Let say, the transaction table has many records. And I would like to get the buyer and seller name for a specific transaction (eg transaction 123456). As I have been explained, I can do this in one query:


SELECT 
  buyers.name AS buyer,
  sellers.name AS seller 
FROM 
  transactions 
    INNER JOIN users AS buyers
      ON transactions.buyerid = buyers.userid
    INNER JOIN users AS sellers
      ON transactions.sellerid = sellers.userid
WHERE
  transactions.transactionid = 123456

Now, I would “visualize” this query as a large table being constructed (with buyer and seller names for all transactions) to which the WHERE clause is being applied.

If the database would indeed process the query like that, it would be very inefficient. In that case it would be better to obtain the buyerid and sellerid, and get the names in separate query.

Does anyone know if one should take these kind of considerations into account? Or can you expect the database to optimize the query?

r937 · January 8, 2010, 3:27pm

yes, i do

have you ever done an EXPLAIN? which database system is this?

rblon · January 8, 2010, 3:37pm

You take these considerations into account? Or you know the answer?

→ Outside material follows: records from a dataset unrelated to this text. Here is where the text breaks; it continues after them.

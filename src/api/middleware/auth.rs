use axum::{
    extract::{Request, State},
    middleware::Next,
    response::Response,
};
use axum_extra::{
    headers::{authorization::Bearer, Authorization},
    TypedHeader,
};

use crate::{
    api::state::AppState,
    domain::User,
    error::{AppError, Result},
};

#[derive(Clone)]
pub struct CurrentUser {
    pub user: User,
}

pub async fn require_auth(
    State(state): State<AppState>,
    bearer: Option<TypedHeader<Authorization<Bearer>>>,
    mut request: Request,
    next: Next,
) -> Result<Response> {
    let TypedHeader(Authorization(bearer)) = bearer.ok_or(AppError::Unauthorized)?;

    let user = state
        .service_context
        .user_service
        .authenticate(bearer.token())
        .await?;

    request.extensions_mut().insert(CurrentUser { user });

    Ok(next.run(request).await)
}
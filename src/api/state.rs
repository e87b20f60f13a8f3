use std::sync::Arc;
use crate::{
    config::Settings,
    service::ServiceContext,
};

#[derive(Clone)]
pub struct AppState {
    pub service_context: Arc<ServiceContext>,
    pub settings: Arc<Settings>,
}

impl AppState {
    pub fn new(service_context: Arc<ServiceContext>, settings: Arc<Settings>) -> Self {
        Self {
            service_context,
            settings,
        }
    }
}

No I have never done an EXPLAIN… I am not running a large database, it is more an academic interest. Hence, the stylized example.

I am using MySQL.

r937 · January 8, 2010, 3:42pm

i know the answer

the reason i asked which database you’re using is because we have a mysql forum (for mysql, eh) and a databases forum (for everything else), and you didn’t post in the mysql forum and you also didn’t say which database you’re using

in your query, put the word EXPLAIN in front of the word SELECT, run it, and show us the results

rblon · January 8, 2010, 4:36pm

Ok, so I have created the following php script to populate the tables with some random data


$seed = 100;
srand($seed);

// Fill users table with 1000 users
for ($i = 0; $i < 1000; $i++) {
  $name = rand(0, 100000);
  $sql = "INSERT INTO users (name) VALUES ('$name')";
  mysql_query($sql, $con);
}

// Fill transactions table with 200k transactions
for ($i = 0; $i < 200000; $i++) {
  $buyerid = rand(0, 999);
  while (($sellerid = rand(0, 999)) == $buyerid);
  $price = rand(1, 100);
  $sql = "INSERT INTO transactions (buyerid, sellerid, price) ";
  $sql .= "VALUES ($buyerid, $sellerid, $price)";
  mysql_query($sql, $con);
}

Now executing the SELECT statement with two JOINs returns buyer=72396 (corresponding to userid=148) and seller=88733 (corresponding to userid=184) pretty instantaneously.

And EXPLAIN gives an output as per screenshot.

Based on the speed of returning the result I would think MySQL is optimizing.

And, then I would assume any other respectable database system would do the same.

r937 · January 8, 2010, 4:57pm

yep, they do

rblon · January 8, 2010, 6:43pm

ok great, then we can keep it general, and I might be posting in the right forum after all

Any insights in what EXPLAIN can tell me?

r937 · January 8, 2010, 7:04pm

it can tell you when certain operations are inefficient, e.g. table scans where the “key” column is empty

rblon · January 8, 2010, 7:12pm

but it doesn’t tell me that the WHERE clause is executed before the JOINs (as seems to be the case)?

r937 · January 8, 2010, 7:22pm

yes, the WHERE clause is applied in step 1 to the transaction table (using its PRIMARY key)

the “rows” column indicates that 1 row has been retrieved (instead of all of them)

after that, the other tables are joined